Here’s a question worth sitting with: When was the last time a press release made you feel something?
Most PR content is built to inform. A product launch. A leadership change. A quarter of strong numbers. The information is accurate. The format is correct. And almost no one remembers it.
Now think about the last brand story you actually remember. Chances are, it didn’t lead with a statistic. It led with a person, a problem, or a moment that felt real. That’s not an accident. That’s storytelling doing what data alone cannot.
The Gap Between Information and Influence
PR professionals spend enormous energy making sure facts are correct and messages are on-brand. Both matter. But facts, on their own, don’t move people to act, trust, or care.
Research in behavioral psychology has long established that people process stories differently than they process information. When we hear a narrative, our brains don’t just catalog the details. They simulate the experience. We feel the tension, anticipate the resolution, and connect emotionally to the outcome. That emotional engagement is what creates memory, and memory is what creates reputation.
Most PR campaigns flood channels with information. Few invest in the harder work of building a story worth following.
What “Story” Actually Means in PR
Storytelling in PR is not about spin or manufactured drama. It’s about finding the honest, human thread inside an organization’s work and pulling it forward.
That might look like:
A school district that launched a new mental health program. The press release lists services, staff, and funding. The story is the counselor who almost quit teaching before this program existed, and the student who stayed because she didn’t.
A nonprofit that hit a fundraising milestone. The release announces the number. The story is the volunteer who drove three hours every Saturday for two years because the cause was personal.
A company rolling out a new product. The announcement covers features and availability. The story is the engineer who built a prototype in her garage because no version of this product existed when her family needed it.
The facts are the same in both versions. The impact is not.
Why PR Practitioners Underuse It
If storytelling works, why isn’t it the default?

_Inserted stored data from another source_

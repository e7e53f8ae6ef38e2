use std::{fmt::Write as _, io::Write as _, path::Path};

use anyhow::{Context, Result};
use strum::IntoEnumIterator;
use tempfile::NamedTempFile;

use crate::app::{
    dashboard::HtmlDashboard,
    table::{Column, QuoteRow, RowCell},
};

pub const TABLE_ID: &str = "stockTable";
pub const AVERAGE_VALUE_SUM_ID: &str = "averageValueSum";
pub const CURRENT_VALUE_SUM_ID: &str = "currentValueSum";

pub fn escape(text: &str) -> String {
    let mut escaped = String::with_capacity(text.len());
    for c in text.chars() {
        match c {
            '&' => escaped.push_str("&amp;"),
            '<' => escaped.push_str("&lt;"),
            '>' => escaped.push_str("&gt;"),
            '"' => escaped.push_str("&quot;"),
            '\'' => escaped.push_str("&#39;"),
            _ => escaped.push(c),
        }
    }
    escaped
}

fn cell_markup(cell: &RowCell) -> String {
    let mut attrs = String::new();
    if let Some(title) = cell.title() {
        let _ = write!(attrs, " title=\"{}\"", escape(title));
    }
    if let Some(indicator) = cell.indicator() {
        let _ = write!(attrs, " style=\"color: {};\"", indicator.css_color());
    }
    format!("<td{}>{}</td>", attrs, escape(cell.text()))
}

pub fn row_markup(row: &QuoteRow) -> String {
    let cells: String = row.cells().iter().map(cell_markup).collect();
    format!("<tr>{}</tr>", cells)
}

pub fn render_page(dashboard: &HtmlDashboard) -> String {
    let header: String = Column::iter()
        .map(|column| format!("<th>{}</th>", escape(&column.to_string())))
        .collect();

    // Everything but the two valuation columns is covered by the label cell.
    let label_span = Column::iter().count() - 2;

    let mut page = String::new();
    page.push_str("<!DOCTYPE html>\n<html>\n<head>\n<meta charset=\"utf-8\">\n");
    page.push_str("<title>Stock Dashboard</title>\n</head>\n<body>\n");
    let _ = writeln!(page, "<table id=\"{}\">", TABLE_ID);
    let _ = writeln!(page, "<thead><tr>{}</tr></thead>", header);
    let _ = writeln!(page, "<tbody>{}</tbody>", dashboard.table_body().inner_html());
    let _ = writeln!(
        page,
        "<tfoot><tr><td colspan=\"{}\">Total</td><td id=\"{}\">{}</td><td id=\"{}\">{}</td></tr></tfoot>",
        label_span,
        AVERAGE_VALUE_SUM_ID,
        escape(dashboard.average_value_sum()),
        CURRENT_VALUE_SUM_ID,
        escape(dashboard.current_value_sum()),
    );
    page.push_str("</table>\n</body>\n</html>\n");
    page
}

/// Replaces `path` with the rendered page; readers never see a half-written file.
pub fn write_page(path: &Path, dashboard: &HtmlDashboard) -> Result<()> {
    let dir = match path.parent() {
        Some(parent) if !parent.as_os_str().is_empty() => parent,
        _ => Path::new("."),
    };

    let mut file = NamedTempFile::new_in(dir)
        .with_context(|| format!("Failed to create temporary file in {}", dir.display()))?;
    file.write_all(render_page(dashboard).as_bytes())
        .with_context(|| "Failed to write dashboard page")?;
    file.persist(path)
        .with_context(|| format!("Failed to write dashboard page to {}", path.display()))?;

    Ok(())
}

A few honest reasons. Stories take longer to find and develop than talking points. They require access to real people, real experiences, and real vulnerability. Not every client is comfortable with that level of exposure. And the results are harder to quantify in a weekly report than clip counts.
There’s also a habit problem. PR workflows are optimized around deliverables: releases, pitches, talking points, bylines. Story development doesn’t always fit cleanly into those formats, so it gets deprioritized.
The result is a lot of technically correct communication that doesn’t leave a mark.
Where to Start
You don’t need to overhaul your entire communications strategy to use storytelling more effectively. Start smaller.
Before drafting your next announcement, ask one question: who was changed by this, and how? Find that person. Get specific details. Then let those details lead.
When pitching media, don’t pitch the initiative. Pitch the person inside it. Journalists know that readers connect with characters, not concepts.
In thought leadership content, resist the urge to open with a claim or statistic. Open with a moment. A scene. Something that places the reader inside an experience before you ask them to accept an idea.
And when measuring outcomes, go beyond impressions and placements. Ask whether the coverage told a story, and whether that story aligned with the one your organization actually wants people to tell about you.
The Competitive Advantage Most Organizations Leave Untouched
Every organization has stories. Most of them go untold because no one is looking for them systematically or making the case internally that they’re worth pursuing.
That’s the opening. In a communications environment saturated with noise, the organizations that invest in finding and telling real stories are the ones that earn actual trust. Not just attention. Trust.
Attention is rented. Trust is built. And storytelling is how you build it.